About Us: Goals & Information
The overall mission of HNON is to bring engaged residents and leaders from all sectors (government, transportation, education, etc.) together in an ongoing way which facilitates mutual partnership, community health norming to advance policy, environmental change, infrastructure development and community capacity development. In support of that mission, HNON intends to and is already providing, to a growing degree, a broad range of community data and implementation guidance, tools, technical assistance and other resources to New Orleans neighborhoods recovering from decades of community disparities so as to enable residents to build a sustainable community of healthy neighborhoods and a culture of health and equity.
- New Orleans has had the recent the opportunities to not only recover from disasters, but to make the systemic changes for improving social equity, population health and resiliency of the community on a strategic basis.
- Healthy neighborhoods are those which address the broad determinants of health that impact health, independence and well-being.
- Healthy neighborhoods are those where the residents have deliberate process and organization to stay aware of their status of health and well-being and to routinely prioritize evidence-based interventions to improve the status and implement the interventions in collective action.
- A healthy community must align all of its assets: human, built environment, non-profit and faith-based, governmental and marketplace.
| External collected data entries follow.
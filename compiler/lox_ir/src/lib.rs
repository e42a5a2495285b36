//! Lox IR - shared data types for every stage of the interpreter.
//!
//! - [`Token`] / [`TokenKind`]: scanner output, read-only afterwards
//! - [`Expr`] / [`Stmt`]: the syntax tree produced by the parser
//! - [`AstPrinter`]: prefix rendering of the tree for debugging
//!
//! Nodes are plain owned data. Each traversal (printing, evaluation) is an
//! exhaustive `match` over the node enums, so adding a variant is a compile
//! error everywhere it is not yet handled.

pub mod ast;
mod number;
pub mod printer;
pub mod token;

pub use ast::{Expr, LiteralValue, Stmt};
pub use number::format_number;
pub use printer::AstPrinter;
pub use token::{Literal, Token, TokenKind};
Thus, this healthy neighborhood plan must be in alignment with all other aspects of recovery and implementation.
- The most impacting changes are those that change the social “structure” and systems through policy change, environmental change, social norming and development of community capacity for services.
NOTE: The website is fundamentally a set of complimentary, interactive functions. Its initial content is offered to launch the functions. The fullest exchange of data and other content over time will expand and improve and would be best achieved through a community data/resource “commons” informed by community public and private partners from all sectors of the community.
- Overview of the broad drivers of community health and the power of locally engaged people to make informed measurable changes to create healthy and resilient neighborhoods. These changes relate to changes in their environment, public and organizational policies, personal and collective behaviors, resource allocations, and community capacity for services.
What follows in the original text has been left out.